For many Americans, life in the United States feels like watching a ticking time bomb. The violence against immigrants, legal residents, and citizens, including the killings of Renee Good and Alex Pretti, the continual rise of targeted crimes against Latinos, Jews, and LGBTQ people, and the ever-present threat of mass shootings, injects “blood and hatred in the air,” to quote Bruce Springsteen.
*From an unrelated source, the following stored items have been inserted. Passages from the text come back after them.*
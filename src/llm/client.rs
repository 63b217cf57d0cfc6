//! Chat-completion client (OpenAI-compatible API).

use reqwest::Client;
use serde::{Deserialize, Serialize};
use thiserror::Error;
use tracing::debug;

/// Configuration for the LLM client.
#[derive(Debug, Clone, Serialize, Deserialize)]
pub struct LlmConfig {
    /// API endpoint base (default: https://api.openai.com/v1).
    #[serde(default = "default_endpoint")]
    pub endpoint: String,
    /// Bearer token.
    #[serde(default)]
    pub api_key: String,
    /// Model name.
    #[serde(default = "default_model")]
    pub model: String,
    /// Sampling temperature. Extraction wants determinism, so 0.0.
    #[serde(default)]
    pub temperature: f32,
    /// Request timeout in seconds.
    #[serde(default = "default_timeout_secs")]
    pub timeout_secs: u64,
}

fn default_endpoint() -> String {
    "https://api.openai.com/v1".to_string()
}
fn default_model() -> String {
    "gpt-4o".to_string()
}
fn default_timeout_secs() -> u64 {
    120
}

impl Default for LlmConfig {
    fn default() -> Self {
        Self {
            endpoint: default_endpoint(),
            api_key: String::new(),
            model: default_model(),
            temperature: 0.0,
            timeout_secs: default_timeout_secs(),
        }
    }
}

#[derive(Debug, Error)]
pub enum LlmError {
    #[error("connection error: {0}")]
    Connection(String),
    #[error("API error: {0}")]
    Api(String),
    #[error("parse error: {0}")]
    Parse(String),
}

/// Chat API request format.
#[derive(Debug, Serialize)]
struct ChatRequest {
    model: String,
    messages: Vec<ChatMessage>,
    temperature: f32,
}

#[derive(Debug, Serialize)]
struct ChatMessage {
    role: &'static str,
    content: String,
}

/// Chat API response format (fields we use).
#[derive(Debug, Deserialize)]
struct ChatResponse {
    choices: Vec<ChatChoice>,
}

#[derive(Debug, Deserialize)]
struct ChatChoice {
    message: ChatChoiceMessage,
}

#[derive(Debug, Deserialize)]
struct ChatChoiceMessage {
    content: String,
}

/// LLM client for extraction prompts.
pub struct LlmClient {
    config: LlmConfig,
    client: Client,
}

impl LlmClient {
    pub fn new(config: LlmConfig) -> Self {
        let client = Client::builder()
            .timeout(std::time::Duration::from_secs(config.timeout_secs))
            .build()
            .expect("Failed to create HTTP client");

        Self { config, client }
    }

    pub fn config(&self) -> &LlmConfig {
        &self.config
    }

    /// Send a single-user-message completion request and return the trimmed
    /// response text.
    pub async fn complete(&self, prompt: &str) -> Result<String, LlmError> {
        let request = ChatRequest {
            model: self.config.model.clone(),
            messages: vec![ChatMessage {
                role: "user",
                content: prompt.to_string(),
            }],
            temperature: self.config.temperature,
        };

        let url = format!("{}/chat/completions", self.config.endpoint.trim_end_matches('/'));
        debug!("sending completion request to {}", url);

        let resp = self
            .client
            .post(&url)
            .bearer_auth(&self.config.api_key)
            .json(&request)
            .send()
            .await
            .map_err(|e| LlmError::Connection(e.to_string()))?;

        if !resp.status().is_success() {
            let status = resp.status();
            let body = resp.text().await.unwrap_or_default();
            return Err(LlmError::Api(format!("HTTP {}: {}", status, body)));
        }

        let chat_resp: ChatResponse = resp
            .json()
            .await
            .map_err(|e| LlmError::Parse(e.to_string()))?;

        let content = chat_resp
            .choices
            .into_iter()
            .next()
            .map(|c| c.message.content)
            .ok_or_else(|| LlmError::Parse("no choices in response".to_string()))?;

        Ok(content.trim().to_string())
    }
}

#[cfg(test)]
mod tests {
    use super::*;

    #[test]
    fn default_config_targets_deterministic_extraction() {
        let config = LlmConfig::default();
        assert_eq!(config.temperature, 0.0);
        assert_eq!(config.model, "gpt-4o");
        assert!(config.endpoint.starts_with("https://"));
    }
}
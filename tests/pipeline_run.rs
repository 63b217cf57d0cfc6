//! End-to-end pipeline runs against fake collaborators.

use std::collections::HashMap;
use std::path::{Path, PathBuf};
use std::sync::Arc;

use async_trait::async_trait;
use chrono::Utc;

use toukiflow::config::Settings;
use toukiflow::extract::{ExtractError, Extractor};
use toukiflow::models::{DownloadedCertificate, OwnerInfo, PostalCodeEntry};
use toukiflow::pipeline::Pipeline;
use toukiflow::portal::{CertificateFetcher, PortalError};
use toukiflow::postal::PostalTable;
use toukiflow::utils::certificate_filename;

struct FakeExtractor {
    /// Raw address lines as the extraction service would return them,
    /// duplicates preserved.
    addresses: Vec<String>,
    /// Owner facts keyed by certificate address; `None` models an
    /// incomplete extraction.
    owners: HashMap<String, Option<OwnerInfo>>,
}

#[async_trait]
impl Extractor for FakeExtractor {
    async fn registry_office(&self, _pdf_path: &Path) -> Result<String, ExtractError> {
        Ok("大阪法務局".to_string())
    }

    async fn inheritance_addresses(&self, _pdf_path: &Path) -> Result<Vec<String>, ExtractError> {
        Ok(self.addresses.clone())
    }

    async fn owner_info(&self, pdf_path: &Path) -> Result<Option<OwnerInfo>, ExtractError> {
        let stem = pdf_path.file_stem().unwrap().to_str().unwrap();
        for (address, info) in &self.owners {
            if certificate_filename(address).starts_with(stem) {
                return Ok(info.clone());
            }
        }
        Ok(None)
    }
}

/// Fetcher that saves a dummy certificate for every address.
struct FakeFetcher;

#[async_trait]
impl CertificateFetcher for FakeFetcher {
    async fn fetch_all(
        &mut self,
        addresses: &[String],
        out_dir: &Path,
    ) -> Result<Vec<DownloadedCertificate>, PortalError> {
        let mut certificates = Vec::new();
        for address in addresses {
            let path = out_dir.join(certificate_filename(address));
            std::fs::write(&path, b"%PDF-1.4 fake").unwrap();
            certificates.push(DownloadedCertificate {
                address: address.clone(),
                path,
                fetched_at: Utc::now(),
            });
        }
        Ok(certificates)
    }
}

fn owner(name: &str, owner_address: &str, property: &str) -> Option<OwnerInfo> {
    Some(OwnerInfo {
        name: name.to_string(),
        owner_address: owner_address.to_string(),
        property_address: property.to_string(),
    })
}

fn postal_table() -> Arc<PostalTable> {
    Arc::new(PostalTable::from_entries(vec![PostalCodeEntry {
        code: "1000005".to_string(),
        prefecture: "東京都".to_string(),
        city: "千代田区".to_string(),
        town: "丸の内".to_string(),
        prefecture_kana: String::new(),
        city_kana: String::new(),
        town_kana: String::new(),
    }]))
}

fn pipeline_under_test(output_dir: &Path) -> Pipeline<FakeExtractor, FakeFetcher> {
    let settings = Settings {
        output_dir: output_dir.to_path_buf(),
        ..Settings::default()
    };

    let mut owners = HashMap::new();
    owners.insert(
        "東近江市佐野町801".to_string(),
        owner("山田 太郎", "東京都千代田区丸の内1-1", "滋賀県東近江市佐野町801"),
    );
    owners.insert(
        "京都市中京区1-1".to_string(),
        owner("佐藤 花子", "架空県架空市架空町9-9", "京都府京都市中京区1-1"),
    );
    // Third certificate yields an incomplete extraction and is dropped.
    owners.insert("大阪市北区梅田1-1".to_string(), None);

    let extractor = FakeExtractor {
        // Raw list has a duplicate; the pipeline dedupes before fetching.
        addresses: vec![
            "東近江市佐野町801".to_string(),
            "京都市中京区1-1".to_string(),
            "大阪市北区梅田1-1".to_string(),
            "東近江市佐野町801".to_string(),
        ],
        owners,
    };

    Pipeline::new(settings, extractor, FakeFetcher, postal_table())
}

fn read_lines(path: &Path) -> Vec<String> {
    let bytes = std::fs::read(path).unwrap();
    let text = String::from_utf8(bytes).unwrap();
    text.trim_start_matches('\u{feff}')
        .lines()
        .map(|l| l.to_string())
        .collect()
}

#[tokio::test]
async fn full_run_produces_all_three_tables() {
    let dir = tempfile::tempdir().unwrap();
    let ledger = dir.path().join("ledger.pdf");
    std::fs::write(&ledger, b"%PDF-1.4 ledger").unwrap();

    let mut pipeline = pipeline_under_test(dir.path());
    let result = pipeline.run(&ledger, "run-a").await.unwrap();

    assert_eq!(result.run_id, "run-a");
    assert_eq!(result.pdf_count, 3);
    assert_eq!(result.owner_count, 2);
    assert!(result.owner_count <= result.pdf_count);

    assert!(result.output_files.owner_info.exists());
    assert!(result.output_files.zipcode_info.exists());
    assert!(result.output_files.final_output.exists());

    // Owner table: header plus one row per complete extraction.
    let owner_lines = read_lines(&result.output_files.owner_info);
    assert_eq!(owner_lines.len(), 3);

    // Postal table: one row per distinct owner address.
    let zip_lines = read_lines(&result.output_files.zipcode_info);
    assert_eq!(zip_lines[0], "所有者住所,郵便番号");
    assert_eq!(zip_lines.len(), 3);
    assert!(zip_lines.iter().any(|l| l.ends_with("100-0005")));
    assert!(zip_lines.iter().any(|l| l.ends_with("該当なし")));

    // Final table is a left join: every owner row survives.
    let final_lines = read_lines(&result.output_files.final_output);
    assert_eq!(final_lines.len(), owner_lines.len());
    assert!(final_lines[0].ends_with("郵便番号"));
}

#[tokio::test]
async fn concurrent_runs_use_disjoint_output_files() {
    let dir = tempfile::tempdir().unwrap();
    let ledger = dir.path().join("ledger.pdf");
    std::fs::write(&ledger, b"%PDF-1.4 ledger").unwrap();

    let result_a = pipeline_under_test(dir.path())
        .run(&ledger, "run-a")
        .await
        .unwrap();
    let result_b = pipeline_under_test(dir.path())
        .run(&ledger, "run-b")
        .await
        .unwrap();

    let files_a = [
        &result_a.output_files.owner_info,
        &result_a.output_files.zipcode_info,
        &result_a.output_files.final_output,
    ];
    let files_b = [
        &result_b.output_files.owner_info,
        &result_b.output_files.zipcode_info,
        &result_b.output_files.final_output,
    ];

    for a in &files_a {
        assert!(a.exists());
        assert!(!files_b.contains(a));
    }
    for b in &files_b {
        assert!(b.exists());
    }

    // Same ledger, same counts: runs are reproducible in structure.
    assert_eq!(result_a.pdf_count, result_b.pdf_count);
    assert_eq!(result_a.owner_count, result_b.owner_count);
}

#[tokio::test]
async fn certificates_land_in_the_run_directory() {
    let dir = tempfile::tempdir().unwrap();
    let ledger = dir.path().join("ledger.pdf");
    std::fs::write(&ledger, b"%PDF-1.4 ledger").unwrap();

    let mut pipeline = pipeline_under_test(dir.path());
    pipeline.run(&ledger, "run-c").await.unwrap();

    let run_dir = dir.path().join("run-c");
    let pdfs: Vec<PathBuf> = std::fs::read_dir(&run_dir)
        .unwrap()
        .flatten()
        .map(|e| e.path())
        .filter(|p| p.extension().map(|e| e == "pdf").unwrap_or(false))
        .collect();
    assert_eq!(pdfs.len(), 3);
}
Alexander Laban Hinton not only understands the urgency of the present but also provides education on how to analyze and address it. One of the leading authorities on genocide and atrocities, he is the author of 12 books, directs the Center for the Study of Genocide and Human Rights at Rutgers University, and testified as an expert witness at the trial of Nuon Chea, the prime minister of Cambodia during the Khmer Rouge genocide in the 1970s.
His 2021 book, It Can Happen Here: White Power and the Rising Threat of Genocide in the US, is a detailed, sober, and yet chilling presentation of how the rise of white nationalism, and the Republican officials, such as Donald Trump and J.D. Vance, who cater to it, have endangered racial and ethnic minorities, in addition to democracy itself. His work should terrify most Americans, but fear need not freeze them. Hinton offers wise advice, based on his years in countries under dictatorship and the atrocities committed there, and on his work toward the realization of democracy, civil rights, and peace.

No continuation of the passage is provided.